The problem: Reproduce each record exactly, leaving nothing out.
########################################
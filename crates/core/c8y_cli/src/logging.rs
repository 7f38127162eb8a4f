use tracing_subscriber::fmt::time::UtcTime;

/// Log to stderr, at INFO level unless `debug` is set
pub fn initialise_tracing_subscriber(debug: bool) {
    let log_level = if debug {
        tracing::Level::TRACE
    } else {
        tracing::Level::INFO
    };

    tracing_subscriber::fmt()
        .with_writer(std::io::stderr)
        .with_timer(UtcTime::rfc_3339())
        .with_max_level(log_level)
        .init();
}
########################################
Result of this exercise:
filename crates/core/c8y_cli/src/logging.rs
repository 7f38127162eb8a4f
use tracing_subscriber::fmt::time::UtcTime;

/// Log to stderr, at INFO level unless `debug` is set
pub fn initialise_tracing_subscriber(debug: bool) {
    let log_level = if debug {
        tracing::Level::TRACE
    } else {
        tracing::Level::INFO
    };

    tracing_subscriber::fmt()
        .with_writer(std::io::stderr)
        .with_timer(UtcTime::rfc_3339())
        .with_max_level(log_level)
        .init();
}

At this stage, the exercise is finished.